◆ **ABOUT THIS TASK**: Below are lines of data; count those that contain "scrubbed" and give the total alone.

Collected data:
----------------

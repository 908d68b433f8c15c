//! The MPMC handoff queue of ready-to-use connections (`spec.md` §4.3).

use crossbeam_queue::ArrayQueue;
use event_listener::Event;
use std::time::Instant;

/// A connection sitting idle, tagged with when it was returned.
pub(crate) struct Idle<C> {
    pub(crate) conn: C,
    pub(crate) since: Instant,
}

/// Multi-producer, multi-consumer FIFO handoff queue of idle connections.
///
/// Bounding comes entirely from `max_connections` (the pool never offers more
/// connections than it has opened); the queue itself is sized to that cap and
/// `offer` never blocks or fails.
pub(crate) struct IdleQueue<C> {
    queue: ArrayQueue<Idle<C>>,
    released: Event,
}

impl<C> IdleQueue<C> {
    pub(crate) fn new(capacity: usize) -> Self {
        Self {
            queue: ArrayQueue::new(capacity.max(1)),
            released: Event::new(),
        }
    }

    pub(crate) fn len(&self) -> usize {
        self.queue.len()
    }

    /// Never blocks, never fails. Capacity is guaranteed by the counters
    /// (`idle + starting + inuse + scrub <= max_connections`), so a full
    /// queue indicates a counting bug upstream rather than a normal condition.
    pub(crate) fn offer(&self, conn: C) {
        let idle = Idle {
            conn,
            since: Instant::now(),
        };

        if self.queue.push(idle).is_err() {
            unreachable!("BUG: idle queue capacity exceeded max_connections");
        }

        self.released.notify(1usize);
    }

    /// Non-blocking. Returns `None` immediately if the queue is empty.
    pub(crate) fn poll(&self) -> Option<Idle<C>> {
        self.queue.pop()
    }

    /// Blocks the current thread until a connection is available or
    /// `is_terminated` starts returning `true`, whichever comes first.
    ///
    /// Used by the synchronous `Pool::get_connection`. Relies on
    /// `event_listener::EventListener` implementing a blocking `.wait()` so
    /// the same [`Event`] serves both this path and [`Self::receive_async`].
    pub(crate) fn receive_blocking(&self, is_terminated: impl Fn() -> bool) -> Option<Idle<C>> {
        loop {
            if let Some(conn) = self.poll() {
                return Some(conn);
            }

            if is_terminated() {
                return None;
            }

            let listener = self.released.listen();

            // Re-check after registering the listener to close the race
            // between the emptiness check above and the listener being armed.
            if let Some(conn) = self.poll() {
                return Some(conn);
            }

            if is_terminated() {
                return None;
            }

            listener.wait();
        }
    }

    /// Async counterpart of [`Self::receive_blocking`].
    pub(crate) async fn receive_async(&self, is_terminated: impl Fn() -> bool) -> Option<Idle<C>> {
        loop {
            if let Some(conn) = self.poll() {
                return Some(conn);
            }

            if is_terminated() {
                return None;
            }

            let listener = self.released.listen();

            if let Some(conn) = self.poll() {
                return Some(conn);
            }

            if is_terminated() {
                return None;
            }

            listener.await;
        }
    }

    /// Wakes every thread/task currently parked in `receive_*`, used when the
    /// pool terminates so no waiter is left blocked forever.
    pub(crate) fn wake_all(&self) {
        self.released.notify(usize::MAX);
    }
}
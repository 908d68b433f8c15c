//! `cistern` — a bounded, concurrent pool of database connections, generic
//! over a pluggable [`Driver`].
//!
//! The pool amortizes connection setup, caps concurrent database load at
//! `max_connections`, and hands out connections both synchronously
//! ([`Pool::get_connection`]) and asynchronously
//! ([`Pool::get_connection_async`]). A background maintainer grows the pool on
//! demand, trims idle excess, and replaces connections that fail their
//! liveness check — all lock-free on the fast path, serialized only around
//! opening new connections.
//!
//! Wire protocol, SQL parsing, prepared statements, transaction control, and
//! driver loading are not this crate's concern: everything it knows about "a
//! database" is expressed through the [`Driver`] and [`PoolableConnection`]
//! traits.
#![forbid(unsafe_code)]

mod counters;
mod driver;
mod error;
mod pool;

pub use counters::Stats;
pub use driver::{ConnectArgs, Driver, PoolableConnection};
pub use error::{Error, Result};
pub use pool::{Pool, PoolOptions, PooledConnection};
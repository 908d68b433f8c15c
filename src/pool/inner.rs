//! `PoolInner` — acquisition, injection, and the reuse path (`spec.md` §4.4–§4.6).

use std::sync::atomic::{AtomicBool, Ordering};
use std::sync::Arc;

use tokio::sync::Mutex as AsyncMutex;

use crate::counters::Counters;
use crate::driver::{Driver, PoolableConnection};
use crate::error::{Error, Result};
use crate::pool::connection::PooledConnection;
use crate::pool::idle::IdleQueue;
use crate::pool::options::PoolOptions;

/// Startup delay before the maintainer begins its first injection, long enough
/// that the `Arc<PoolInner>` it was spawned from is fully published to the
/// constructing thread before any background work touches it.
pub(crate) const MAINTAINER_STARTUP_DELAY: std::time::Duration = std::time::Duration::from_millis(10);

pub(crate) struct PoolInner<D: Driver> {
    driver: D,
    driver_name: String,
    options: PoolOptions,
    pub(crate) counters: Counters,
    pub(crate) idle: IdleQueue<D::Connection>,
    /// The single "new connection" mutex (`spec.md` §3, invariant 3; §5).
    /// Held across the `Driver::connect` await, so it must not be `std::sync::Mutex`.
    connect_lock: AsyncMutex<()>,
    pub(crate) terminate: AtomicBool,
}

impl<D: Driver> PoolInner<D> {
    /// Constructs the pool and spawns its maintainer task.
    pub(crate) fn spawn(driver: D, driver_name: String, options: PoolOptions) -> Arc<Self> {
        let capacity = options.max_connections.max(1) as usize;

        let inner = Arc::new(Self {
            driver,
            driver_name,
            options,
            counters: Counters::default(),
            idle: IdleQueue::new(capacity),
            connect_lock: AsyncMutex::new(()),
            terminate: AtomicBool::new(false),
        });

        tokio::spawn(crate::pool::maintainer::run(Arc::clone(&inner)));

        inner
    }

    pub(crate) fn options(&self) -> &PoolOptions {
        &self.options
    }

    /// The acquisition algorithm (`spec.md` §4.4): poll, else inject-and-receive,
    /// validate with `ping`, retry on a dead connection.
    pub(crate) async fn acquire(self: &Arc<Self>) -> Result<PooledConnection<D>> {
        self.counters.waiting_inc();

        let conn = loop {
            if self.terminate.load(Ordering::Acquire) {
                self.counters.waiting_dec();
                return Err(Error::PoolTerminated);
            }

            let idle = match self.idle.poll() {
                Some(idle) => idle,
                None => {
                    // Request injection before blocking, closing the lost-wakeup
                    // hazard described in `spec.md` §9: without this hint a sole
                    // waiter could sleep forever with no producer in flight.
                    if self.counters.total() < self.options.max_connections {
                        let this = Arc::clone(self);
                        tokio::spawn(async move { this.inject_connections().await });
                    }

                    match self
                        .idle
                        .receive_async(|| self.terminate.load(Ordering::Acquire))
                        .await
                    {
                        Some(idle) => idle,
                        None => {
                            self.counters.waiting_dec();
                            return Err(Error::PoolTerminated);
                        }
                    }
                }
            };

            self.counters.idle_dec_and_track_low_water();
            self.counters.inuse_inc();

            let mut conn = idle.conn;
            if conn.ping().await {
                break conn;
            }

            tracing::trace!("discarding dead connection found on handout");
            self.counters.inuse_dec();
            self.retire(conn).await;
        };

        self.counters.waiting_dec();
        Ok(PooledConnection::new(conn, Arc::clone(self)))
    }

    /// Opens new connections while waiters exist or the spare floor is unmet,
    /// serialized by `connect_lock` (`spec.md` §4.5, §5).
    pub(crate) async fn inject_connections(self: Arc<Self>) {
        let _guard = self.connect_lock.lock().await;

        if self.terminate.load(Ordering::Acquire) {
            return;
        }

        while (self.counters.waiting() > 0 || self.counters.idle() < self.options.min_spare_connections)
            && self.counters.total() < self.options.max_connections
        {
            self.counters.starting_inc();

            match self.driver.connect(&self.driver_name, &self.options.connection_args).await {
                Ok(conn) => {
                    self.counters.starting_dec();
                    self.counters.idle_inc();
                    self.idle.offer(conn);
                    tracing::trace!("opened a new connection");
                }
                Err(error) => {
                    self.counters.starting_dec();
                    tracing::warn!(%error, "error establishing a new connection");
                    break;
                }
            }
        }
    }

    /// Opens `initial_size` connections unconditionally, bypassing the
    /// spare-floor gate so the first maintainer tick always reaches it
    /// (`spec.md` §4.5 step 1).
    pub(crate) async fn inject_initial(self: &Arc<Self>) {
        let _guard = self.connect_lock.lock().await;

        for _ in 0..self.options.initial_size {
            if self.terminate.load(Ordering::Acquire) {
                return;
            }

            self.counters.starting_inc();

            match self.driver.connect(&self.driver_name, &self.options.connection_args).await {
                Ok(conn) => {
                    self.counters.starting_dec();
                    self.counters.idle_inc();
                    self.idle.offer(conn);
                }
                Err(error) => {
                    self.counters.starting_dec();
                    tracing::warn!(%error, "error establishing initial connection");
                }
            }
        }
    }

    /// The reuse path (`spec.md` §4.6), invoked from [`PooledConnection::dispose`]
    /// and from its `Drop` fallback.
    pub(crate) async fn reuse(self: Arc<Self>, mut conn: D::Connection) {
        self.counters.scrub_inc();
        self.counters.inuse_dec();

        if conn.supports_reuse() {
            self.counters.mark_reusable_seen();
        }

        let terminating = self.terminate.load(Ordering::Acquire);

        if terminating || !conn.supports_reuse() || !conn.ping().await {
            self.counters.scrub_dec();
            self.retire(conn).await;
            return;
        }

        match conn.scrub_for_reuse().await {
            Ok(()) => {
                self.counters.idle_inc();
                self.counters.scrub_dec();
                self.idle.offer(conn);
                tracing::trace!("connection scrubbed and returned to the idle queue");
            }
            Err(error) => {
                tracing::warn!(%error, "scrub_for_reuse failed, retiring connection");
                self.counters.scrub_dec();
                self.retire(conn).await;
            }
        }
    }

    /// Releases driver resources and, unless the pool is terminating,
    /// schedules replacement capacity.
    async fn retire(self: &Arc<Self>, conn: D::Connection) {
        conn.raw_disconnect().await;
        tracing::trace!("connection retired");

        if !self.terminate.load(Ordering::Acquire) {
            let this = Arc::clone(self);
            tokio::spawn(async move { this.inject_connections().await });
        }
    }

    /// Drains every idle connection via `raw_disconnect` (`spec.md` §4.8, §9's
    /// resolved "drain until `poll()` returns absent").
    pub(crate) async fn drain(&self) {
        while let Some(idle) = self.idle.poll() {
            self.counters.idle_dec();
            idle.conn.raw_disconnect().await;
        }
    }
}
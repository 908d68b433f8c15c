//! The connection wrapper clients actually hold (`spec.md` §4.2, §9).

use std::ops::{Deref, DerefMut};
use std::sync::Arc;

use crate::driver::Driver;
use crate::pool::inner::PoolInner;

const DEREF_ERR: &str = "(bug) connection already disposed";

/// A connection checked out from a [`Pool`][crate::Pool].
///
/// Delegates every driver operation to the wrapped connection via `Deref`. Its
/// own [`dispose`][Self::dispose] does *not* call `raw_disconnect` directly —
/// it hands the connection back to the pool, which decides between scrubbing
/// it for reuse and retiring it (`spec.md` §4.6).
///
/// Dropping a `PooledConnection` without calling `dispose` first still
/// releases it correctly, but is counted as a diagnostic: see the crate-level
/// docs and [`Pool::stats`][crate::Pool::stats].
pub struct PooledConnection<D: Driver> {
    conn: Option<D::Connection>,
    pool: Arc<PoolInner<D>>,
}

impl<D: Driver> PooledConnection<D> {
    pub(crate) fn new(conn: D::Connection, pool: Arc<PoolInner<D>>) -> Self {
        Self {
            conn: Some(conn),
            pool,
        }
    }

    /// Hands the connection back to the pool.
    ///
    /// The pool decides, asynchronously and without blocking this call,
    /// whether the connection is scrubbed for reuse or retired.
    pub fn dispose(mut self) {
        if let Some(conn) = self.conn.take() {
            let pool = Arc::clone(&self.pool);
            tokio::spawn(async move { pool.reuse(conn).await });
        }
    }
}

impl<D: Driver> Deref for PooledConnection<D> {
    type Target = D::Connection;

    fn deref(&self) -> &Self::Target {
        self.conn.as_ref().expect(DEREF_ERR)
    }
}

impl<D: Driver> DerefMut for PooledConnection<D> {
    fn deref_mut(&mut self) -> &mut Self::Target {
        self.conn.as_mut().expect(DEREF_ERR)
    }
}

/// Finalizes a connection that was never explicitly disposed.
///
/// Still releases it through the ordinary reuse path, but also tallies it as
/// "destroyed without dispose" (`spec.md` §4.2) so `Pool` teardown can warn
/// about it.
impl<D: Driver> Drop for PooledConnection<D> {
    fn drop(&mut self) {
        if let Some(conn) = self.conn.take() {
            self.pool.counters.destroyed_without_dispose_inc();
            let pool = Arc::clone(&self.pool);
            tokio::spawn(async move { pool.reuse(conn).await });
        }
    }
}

----------------

◆ **RESULT**: 2